→ EXERCISE MATERIALS
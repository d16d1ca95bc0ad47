//! Listening socket setup.
//!
//! # Responsibilities
//! - Bind to the configured address
//! - Hand out a std listener whose clones are shared by the workers
//!
//! # Design Decisions
//! - The socket is bound once, before any worker starts, so a bad address
//!   fails startup instead of a single worker

use std::net::{SocketAddr, TcpListener};

use thiserror::Error;

use crate::config::ListenerConfig;

/// Error type for listener operations.
#[derive(Debug, Error)]
pub enum ListenerError {
    #[error("invalid bind address {address:?}: {source}")]
    Address {
        address: String,
        #[source]
        source: std::net::AddrParseError,
    },

    #[error("failed to bind {address}: {source}")]
    Bind {
        address: SocketAddr,
        #[source]
        source: std::io::Error,
    },
}

/// Bind the shared listening socket.
pub fn bind(config: &ListenerConfig) -> Result<TcpListener, ListenerError> {
    let address: SocketAddr = config
        .bind_address
        .parse()
        .map_err(|source| ListenerError::Address {
            address: config.bind_address.clone(),
            source,
        })?;

    let listener = TcpListener::bind(address).map_err(|source| ListenerError::Bind { address, source })?;

    match listener.local_addr() {
        Ok(local) => tracing::info!(address = %local, workers = config.workers, "Listener bound"),
        Err(e) => tracing::warn!(error = %e, "Listener bound, local address unknown"),
    }
    Ok(listener)
}
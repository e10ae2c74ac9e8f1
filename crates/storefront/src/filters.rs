//! Custom Askama template filters.

#![allow(clippy::unnecessary_wraps)]

use std::fmt::Display;

/// Content hash of `main.css`, computed by `build.rs`.
const CSS_HASH: &str = env!("CSS_HASH");

/// Returns the current year.
///
/// Usage in templates: `{{ ""|current_year }}`
#[askama::filter_fn]
pub fn current_year(_value: impl Display, _env: &dyn askama::Values) -> askama::Result<i32> {
    use chrono::Datelike;
    Ok(chrono::Utc::now().year())
}

/// Returns the stylesheet URL, fingerprinted when a hash is available.
///
/// Usage in templates: `{{ ""|css_href }}`
#[askama::filter_fn]
pub fn css_href(_value: impl Display, _env: &dyn askama::Values) -> askama::Result<String> {
    Ok(stylesheet_href(CSS_HASH))
}

fn stylesheet_href(hash: &str) -> String {
    if hash.is_empty() {
        "/static/css/main.css".to_string()
    } else {
        format!("/static/css/derived/main.{hash}.css")
    }
}
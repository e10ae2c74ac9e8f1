//! Newtype IDs for type-safe entity references.
//!
//! Use the `define_id!` macro to create type-safe ID wrappers that prevent
//! accidentally mixing IDs from different entity types.

/// Macro to define a type-safe ID wrapper.
///
/// Creates a newtype wrapper around `i32` with:
/// - `Serialize`/`Deserialize` with `#[serde(transparent)]`
/// - `Debug`, `Clone`, `Copy`, `PartialEq`, `Eq`, `Hash`, `Ord`
/// - Conversion methods: `new()`, `as_i32()`
/// - `From<i32>` and `Into<i32>` implementations
///
/// `Ord` lets IDs key a `BTreeMap`, which keeps serialized state stable.
///
/// # Example
///
/// ```rust
/// # use takzy_core::define_id;
/// define_id!(ShelfId);
/// define_id!(CrateId);
///
/// let shelf_id = ShelfId::new(1);
/// let crate_id = CrateId::new(1);
///
/// // These are different types, so this won't compile:
/// // let _: ShelfId = crate_id;
/// ```
#[macro_export]
macro_rules! define_id {
    ($name:ident) => {
        #[derive(
            Debug,
            Clone,
            Copy,
            PartialEq,
            Eq,
            PartialOrd,
            Ord,
            Hash,
            ::serde::Serialize,
            ::serde::Deserialize
        )]
        #[serde(transparent)]
        pub struct $name(i32);

        impl $name {
            /// Create a new ID from an i32 value.
            #[must_use]
            pub const fn new(id: i32) -> Self {
                Self(id)
            }

            /// Get the underlying i32 value.
            #[must_use]
            pub const fn as_i32(&self) -> i32 {
                self.0
            }
        }

        impl ::core::fmt::Display for $name {
            fn fmt(&self, f: &mut ::core::fmt::Formatter<'_>) -> ::core::fmt::Result {
                write!(f, "{}", self.0)
            }
        }

        impl From<i32> for $name {
            fn from(id: i32) -> Self {
                Self(id)
            }
        }

        impl From<$name> for i32 {
            fn from(id: $name) -> Self {
                id.0
            }
        }
    };
}

define_id!(ProductId);

#[cfg(test)]
mod tests {
    use super::*;

    #[test]
    fn test_product_id_display() {
        assert_eq!(ProductId::new(4).to_string(), "4");
    }

    #[test]
    fn test_product_id_conversions() {
        let id = ProductId::from(7);
        assert_eq!(id.as_i32(), 7);
        assert_eq!(i32::from(id), 7);
    }

    #[test]
    fn test_product_id_ordering() {
        assert!(ProductId::new(1) < ProductId::new(2));
    }
}
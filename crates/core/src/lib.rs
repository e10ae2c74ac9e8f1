//! TAKZY17 Core - catalog, cart and view state.
//!
//! This crate holds the storefront's domain logic:
//! - a fixed product [`Catalog`] with case-insensitive search
//! - a [`Cart`] of positive quantities with derived totals
//! - the [`View`] a shopper is looking at
//! - [`ShopState`], which bundles the mutable parts for one session
//!
//! # Architecture
//!
//! The core crate contains only types and pure logic - no I/O, no HTTP, no
//! sessions. The storefront binary owns one `ShopState` per visitor and
//! renders it.
//!
//! # Modules
//!
//! - [`types`] - Newtype wrappers for type-safe IDs and prices
//! - [`catalog`] - Products and search
//! - [`cart`] - Quantities, lines and totals
//! - [`view`] - Storefront sections
//! - [`shop`] - Per-session state

#![cfg_attr(not(test), forbid(unsafe_code))]

pub mod cart;
pub mod catalog;
pub mod shop;
pub mod types;
pub mod view;

pub use cart::{Cart, CartError, CartLine, CartSummary};
pub use catalog::{Catalog, CatalogError, Product};
pub use shop::ShopState;
pub use types::*;
pub use view::View;
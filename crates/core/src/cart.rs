//! Shopping cart keyed by product id.
//!
//! The cart only stores quantities. Everything shown to a shopper (lines,
//! totals) is derived against the [`Catalog`] on demand, in catalog order.
//!
//! Invariant: every stored quantity is at least 1. Decrementing an entry to
//! zero removes it, so an absent entry and a zero quantity are the same
//! thing.

use std::collections::BTreeMap;

use rust_decimal::Decimal;
use serde::{Deserialize, Serialize};
use thiserror::Error;

use crate::catalog::{Catalog, Product};
use crate::types::{Price, ProductId};

/// Errors raised by cart operations.
#[derive(Debug, Clone, PartialEq, Eq, Error)]
pub enum CartError {
    #[error("product {0} is not in the catalog")]
    UnknownProduct(ProductId),
}

/// Product id to quantity mapping.
///
/// Serialized as a plain map. Zero quantities in the input are dropped on
/// deserialization.
#[derive(Debug, Clone, Default, PartialEq, Eq, Serialize, Deserialize)]
#[serde(
    from = "BTreeMap<ProductId, u32>",
    into = "BTreeMap<ProductId, u32>"
)]
pub struct Cart {
    quantities: BTreeMap<ProductId, u32>,
}

impl From<BTreeMap<ProductId, u32>> for Cart {
    fn from(mut quantities: BTreeMap<ProductId, u32>) -> Self {
        quantities.retain(|_, quantity| *quantity > 0);
        Self { quantities }
    }
}

impl From<Cart> for BTreeMap<ProductId, u32> {
    fn from(cart: Cart) -> Self {
        cart.quantities
    }
}

impl Cart {
    #[must_use]
    pub fn new() -> Self {
        Self::default()
    }

    /// Quantity of `id` in the cart, 0 when absent.
    #[must_use]
    pub fn quantity(&self, id: ProductId) -> u32 {
        self.quantities.get(&id).copied().unwrap_or(0)
    }

    /// Add one unit of `id` and return the new quantity.
    ///
    /// Callers are expected to pass ids taken from the catalog; see
    /// [`ShopState::add_to_cart`](crate::shop::ShopState::add_to_cart) for
    /// the checked variant.
    ///
    /// Saturates at `u32::MAX`. At that quantity an increment followed by a
    /// decrement leaves one unit fewer than before.
    pub fn increment(&mut self, id: ProductId) -> u32 {
        let quantity = self.quantities.entry(id).or_insert(0);
        *quantity = quantity.saturating_add(1);
        *quantity
    }

    /// Remove one unit of `id` and return what is left.
    ///
    /// The last unit removes the entry. Absent entries stay absent.
    pub fn decrement(&mut self, id: ProductId) -> u32 {
        match self.quantities.get_mut(&id) {
            Some(quantity) if *quantity > 1 => {
                *quantity -= 1;
                *quantity
            }
            Some(_) => {
                self.quantities.remove(&id);
                0
            }
            None => 0,
        }
    }

    /// Stored `(id, quantity)` entries in id order.
    pub fn entries(&self) -> impl Iterator<Item = (ProductId, u32)> + '_ {
        self.quantities.iter().map(|(id, qty)| (*id, *qty))
    }

    /// Number of distinct products in the cart.
    #[must_use]
    pub fn len(&self) -> usize {
        self.quantities.len()
    }

    #[must_use]
    pub fn is_empty(&self) -> bool {
        self.quantities.is_empty()
    }

    /// Sum of all quantities.
    #[must_use]
    pub fn total_count(&self) -> u64 {
        self.quantities.values().map(|&q| u64::from(q)).sum()
    }

    /// Cart lines in catalog order.
    #[must_use]
    pub fn lines<'a>(&self, catalog: &'a Catalog) -> Vec<CartLine<'a>> {
        catalog
            .products()
            .iter()
            .filter_map(|product| {
                let quantity = self.quantity(product.id);
                (quantity > 0).then_some(CartLine { product, quantity })
            })
            .collect()
    }

    /// Sum of `price * quantity` over all lines.
    #[must_use]
    pub fn total_price(&self, catalog: &Catalog) -> Decimal {
        self.lines(catalog).iter().map(CartLine::line_total).sum()
    }

    /// Everything the cart page needs in one pass.
    #[must_use]
    pub fn summary<'a>(&self, catalog: &'a Catalog) -> CartSummary<'a> {
        let lines = self.lines(catalog);
        let total_price = lines.iter().map(CartLine::line_total).sum();
        let count_unit = shared_unit(&lines);

        CartSummary {
            lines,
            total_price,
            total_count: self.total_count(),
            count_unit,
        }
    }
}

/// A product in the cart with its quantity.
#[derive(Debug, Clone, Copy, PartialEq, Eq)]
pub struct CartLine<'a> {
    pub product: &'a Product,
    pub quantity: u32,
}

impl CartLine<'_> {
    /// `price * quantity`.
    #[must_use]
    pub fn line_total(&self) -> Decimal {
        self.product.price * Decimal::from(self.quantity)
    }
}

/// Derived cart totals.
#[derive(Debug, Clone, PartialEq, Eq)]
pub struct CartSummary<'a> {
    pub lines: Vec<CartLine<'a>>,
    pub total_price: Decimal,
    pub total_count: u64,
    /// Unit shared by every line, if they all agree. `None` for an empty
    /// cart or mixed units, where the count is a number of items rather
    /// than a measure.
    pub count_unit: Option<&'a str>,
}

impl CartSummary<'_> {
    #[must_use]
    pub const fn total(&self) -> Price {
        Price::rubles(self.total_price)
    }

    #[must_use]
    pub fn is_empty(&self) -> bool {
        self.lines.is_empty()
    }
}

fn shared_unit<'a>(lines: &[CartLine<'a>]) -> Option<&'a str> {
    let (first, rest) = lines.split_first()?;
    let unit = first.product.unit.as_str();
    rest.iter()
        .all(|line| line.product.unit == unit)
        .then_some(unit)
}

→ EXERCISE PROMPT
Beginning with the first line of the entries, repeat each line exactly until you have reproduced the one containing "pub enum ListenerError", and add nothing further.

→ REPLY TO THE EXERCISE
repository d16d1ca95bc0ad47
//! Listening socket setup.
//!
//! # Responsibilities
//! - Bind to the configured address
//! - Hand out a std listener whose clones are shared by the workers
//!
//! # Design Decisions
//! - The socket is bound once, before any worker starts, so a bad address
//!   fails startup instead of a single worker

use std::net::{SocketAddr, TcpListener};

use thiserror::Error;

use crate::config::ListenerConfig;

/// Error type for listener operations.
#[derive(Debug, Error)]
pub enum ListenerError {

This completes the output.